If you also start to want to sell the property during this time, a shorter fixed-income period is the best time. The fact is that the interest rates for real estate financing are at a low level. If you want to repay your loan with an initial repayment of approximately 5%, you should opt for a full repayment variant.
Thereafter, the loan volume would be repaid in full and those who have set the rate of return for the whole duration will have no risk of interest rate changes. But what about building owners and real estate buyers who could not afford a five percent repayment? Standard solutions with a 15-year fixed interest period and more or less large residual debt are just the second option here.
This means that even those who repay only with an initial repayment of 1% pa, can get a fixed interest rate for the entire duration. These were real estate loans with corresponding fixed interest rates. A lending rate of 3.34% pa is payable on a loan with a fixed interest rate of 10 years. By contrast, a loan with a fixed interest rate of 30 years would account for 4.22% pa of the lending rate.
If you compare the two offers, when would the long fixed interest period pay off? At the end of the 10-year fixed interest period, the loan volume would still have a value of around EUR 155,432. If the subsequent interest rate does not rise above 5.35% pa, the 10-year fixed interest period is the appropriate period. However, looking at the nature of the interest rate on loans or inquiring from older owners, one quickly concludes that there was a time when we were well over 5.35%.

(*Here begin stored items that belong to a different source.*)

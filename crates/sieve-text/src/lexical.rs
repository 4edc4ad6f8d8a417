//! BM25 retriever over an in-memory tantivy index.
use tantivy::collector::TopDocs;
use tantivy::query::{BooleanQuery, ConstScoreQuery, Occur, QueryParser, TermSetQuery};
use tantivy::schema::{Field, Value};
use tantivy::{doc, Index, IndexReader, ReloadPolicy, TantivyDocument, Term};

use sieve_core::{Document, Error, Key, Query, Result, ResultList, ScoredItem, Stage};

use crate::analysis::{build_schema, register_tokenizer, KEY_FIELD, TEXT_FIELD};

const WRITER_MEMORY: usize = 50_000_000;

pub struct LexicalRetriever {
	name: String,
	key_field: String,
	on: Vec<String>,
	k: Option<usize>,
	index: Index,
	reader: IndexReader,
	key: Field,
	text: Field,
}

impl LexicalRetriever {
	/// `on` names the document fields whose text is indexed (joined by a space).
	pub fn new(key_field: impl Into<String>, on: Vec<String>, k: Option<usize>) -> Result<Self> {
		let name = format!("lexical({})", on.join(","));
		let schema = build_schema();
		let index = Index::create_in_ram(schema.clone());
		register_tokenizer(&index);
		let reader: IndexReader = index.reader_builder().reload_policy(ReloadPolicy::Manual).try_into().map_err(|e| Error::backend(&name, e))?;
		let key = schema.get_field(KEY_FIELD).map_err(|e| Error::backend(&name, e))?;
		let text = schema.get_field(TEXT_FIELD).map_err(|e| Error::backend(&name, e))?;
		Ok(Self { name, key_field: key_field.into(), on, k, index, reader, key, text })
	}

	#[must_use]
	pub fn with_name(mut self, name: impl Into<String>) -> Self { self.name = name.into(); self }

	/// Number of live documents in the index.
	pub fn len(&self) -> usize { usize::try_from(self.reader.searcher().num_docs()).unwrap_or(usize::MAX) }

	pub fn is_empty(&self) -> bool { self.len() == 0 }

	fn backend(&self, e: impl Into<anyhow::Error>) -> Error { Error::backend(&self.name, e) }
}

impl Stage for LexicalRetriever {
	fn name(&self) -> &str { &self.name }
	fn key_field(&self) -> &str { &self.key_field }
	fn k(&self) -> Option<usize> { self.k }

	fn search(&self, query: &Query, candidates: Option<&ResultList>, k: Option<usize>) -> Result<ResultList> {
		let Some(text) = query.as_text() else {
			return Err(Error::InvalidQuery(format!("{} only accepts text queries, got a {} query", self.name, query.kind())));
		};
		let searcher = self.reader.searcher();
		let universe = match candidates {
			Some(c) => c.len(),
			None => usize::try_from(searcher.num_docs()).unwrap_or(usize::MAX),
		};
		let limit = k.or(self.k).map_or(universe, |k| k.min(universe));
		if limit == 0 { return Ok(ResultList::new()); }

		let parser = QueryParser::for_index(&self.index, vec![self.text]);
		let (parsed, errors) = parser.parse_query_lenient(text);
		if !errors.is_empty() { tracing::debug!(stage = %self.name, errors = errors.len(), "lenient query parse dropped clauses"); }
		let query: Box<dyn tantivy::query::Query> = match candidates {
			None => parsed,
			Some(c) => {
				let terms = c.keys().map(|key| Term::from_field_text(self.key, &key.encode()));
				// filter only: a scoring clause would shift every BM25 score
				let restrict: Box<dyn tantivy::query::Query> = Box::new(ConstScoreQuery::new(Box::new(TermSetQuery::new(terms)), 0.0));
				Box::new(BooleanQuery::new(vec![(Occur::Must, parsed), (Occur::Must, restrict)]))
			}
		};

		let top_docs = searcher.search(query.as_ref(), &TopDocs::with_limit(limit)).map_err(|e| self.backend(e))?;
		let mut hits = ResultList::new();
		for (score, addr) in top_docs {
			let doc: TantivyDocument = searcher.doc(addr).map_err(|e| self.backend(e))?;
			let Some(key) = doc.get_first(self.key).and_then(|v| v.as_str()).and_then(Key::decode) else { continue };
			hits.push(ScoredItem::new(&self.key_field, key).with_similarity(score));
		}
		tracing::debug!(stage = %self.name, hits = hits.len(), "lexical search");
		Ok(hits)
	}

	/// Re-adding a key replaces the previous version of that document.
	fn add(&mut self, documents: &[Document]) -> Result<()> {
		if documents.is_empty() { return Ok(()); }
		let keys = documents.iter().map(|d| Key::of(d, &self.key_field, &self.name)).collect::<Result<Vec<_>>>()?;
		let mut writer = self.index.writer_with_num_threads(1, WRITER_MEMORY).map_err(|e| self.backend(e))?;
		for (document, key) in documents.iter().zip(&keys) {
			let encoded = key.encode();
			writer.delete_term(Term::from_field_text(self.key, &encoded));
			let content = sieve_core::types::join_fields(document, &self.on).unwrap_or_default();
			writer.add_document(doc!(self.key => encoded, self.text => content)).map_err(|e| self.backend(e))?;
		}
		writer.commit().map_err(|e| self.backend(e))?;
		self.reader.reload().map_err(|e| self.backend(e))?;
		tracing::info!(stage = %self.name, added = documents.len(), total = self.len(), "lexical index updated");
		Ok(())
	}
}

In particular, real estate owners, for whom the monetary interest rate is also something of the maximum burden they want to impose on their household, would do well to take appropriate precautions here. The procedure is very simple: as shown in this example, choose a fixed rate that reduces interest rate risk to zero.
Special repayment options can be arranged, as well as changes in the repayment rate are possible. In addition, you have a statutory special right of termination of 10 years after full payment. You can also dissolve a document fixed for 15, 20 or 30 years with a notice period of 3 months. Conclusion: A long fixed interest period gives you investment security, flexibility and currently favorable conditions.
Long fixed interest periods should therefore always be the first address, as they allow you to calculate your charges over a longer period of time.